Near-eye displays are vital to portable devices, providing individuals with immersive virtual reality experiences. The primary objectives in developing these displays are to create immersive experiences and ensure visual comfort. While a larger field of view (FOV) enhances immersion in virtual reality, addressing the vergence-accommodation conflict (VAC), a phenomenon that occurs when one’s eyes receive visuals cues that do not match each other, is crucial for comfortable vision.

Researchers have explored approaches to tackle these challenges, specifically in light-field technology, although earlier uses of it were constrained to smaller viewing angles and low resolution. The current work overcame these limitations by using a 3.1-in. 3k3k LCD, highlighting the importance of employing high-resolution LCDs to address light-field resolution issues.
Researchers developed a VR headset using a 3.1 in 3k3k LCD display panel. The system overcomes issues with vergence-accommodation conflict and provides vision correction. Courtesy of SPIE.
Researchers developed a VR headset using a 3.1-in. 3k3k LCD display panel. The system overcomes issues with vergence-accommodation conflict and provides vision correction. Courtesy of SPIE.


Using an Innolux LCD, the researchers were able to ensure a satisfactory angular resolution by introducing a 15º tilt between panels, which expanded the binocular FOV. The modulation transfer function across the image field guarantees the faithful reproduction of high-quality images.

Introducing a ray tracing-based graphical process called “corrected eyebox mapping,” the researchers also had the ability to facilitate the correction of myopia, hyperopia, and astigmatism. This procedure takes into account parameters such as spherical power, cylinder power, and cylinder axis for comprehensive visual correction.

As part of the work, the team investigated the optics of light-field virtual reality, demonstrating the creation of elemental image arrays through a lens array and spatially multiplexed light-field optics. This approach generated volumetric virtual images that accurately simulated proper eye accommodation, eliminating the need to address VAC.

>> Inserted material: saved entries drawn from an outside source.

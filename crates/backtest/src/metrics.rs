//! Performance metrics
//!
//! Pure functions: an equity curve or a trade list in, a number out.

use meridian_core::TradeRecord;
use rust_decimal::Decimal;

const TRADING_DAYS_PER_YEAR: f64 = 252.0;

/// Bar-to-bar fractional changes; points after a non-positive value are skipped
pub fn pct_returns(equity: &[f64]) -> Vec<f64> {
    equity
        .windows(2)
        .filter(|w| w[0] > 0.0)
        .map(|w| w[1] / w[0] - 1.0)
        .collect()
}

/// Largest peak-to-trough fall, as a positive percentage
pub fn max_drawdown_pct(equity: &[f64]) -> f64 {
    let mut peak = f64::MIN;
    let mut worst = 0.0_f64;
    for &value in equity {
        peak = peak.max(value);
        if peak > 0.0 {
            worst = worst.max((peak - value) / peak);
        }
    }
    worst * 100.0
}

/// Annualized Sharpe of bar returns (zero risk-free rate, sample std)
///
/// 0.0 with fewer than two returns or no variance.
pub fn sharpe_ratio(equity: &[f64]) -> f64 {
    let returns = pct_returns(equity);
    if returns.len() < 2 {
        return 0.0;
    }
    let std = sample_std(&returns);
    if std < 1e-15 {
        return 0.0;
    }
    mean(&returns) / std * TRADING_DAYS_PER_YEAR.sqrt()
}

/// Gross profit over gross loss; a book with no losers divides by 1
pub fn profit_factor(trades: &[TradeRecord]) -> Decimal {
    if trades.is_empty() {
        return Decimal::ZERO;
    }
    let gross_profit: Decimal = trades.iter().filter(|t| t.pnl > Decimal::ZERO).map(|t| t.pnl).sum();
    let gross_loss: Decimal = trades
        .iter()
        .filter(|t| t.pnl < Decimal::ZERO)
        .map(|t| t.pnl.abs())
        .sum();
    let gross_loss = if gross_loss.is_zero() { Decimal::ONE } else { gross_loss };
    gross_profit / gross_loss
}

pub fn mean(values: &[f64]) -> f64 {
    if values.is_empty() {
        return 0.0;
    }
    values.iter().sum::<f64>() / values.len() as f64
}

fn sample_std(values: &[f64]) -> f64 {
    if values.len() < 2 {
        return 0.0;
    }
    let m = mean(values);
    let var = values.iter().map(|v| (v - m).powi(2)).sum::<f64>() / (values.len() - 1) as f64;
    var.sqrt()
}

According to study author Yung-Hsun Wu of Innolux Corp., “by utilizing light-field technology, both vision correction and the expansion of the eyebox are achieved, thereby elevating the overall virtual reality experience and enhancing user comfort.”

With these findings, the researchers are hopeful that not only will this research add to the development of comfortable VR devices, but it will aid in the future creation of better high-resolution light-field displays.

The research was published in Journal of Optical Microsystems (www.doi.org/10.1117/1.JOM.3.4.041202).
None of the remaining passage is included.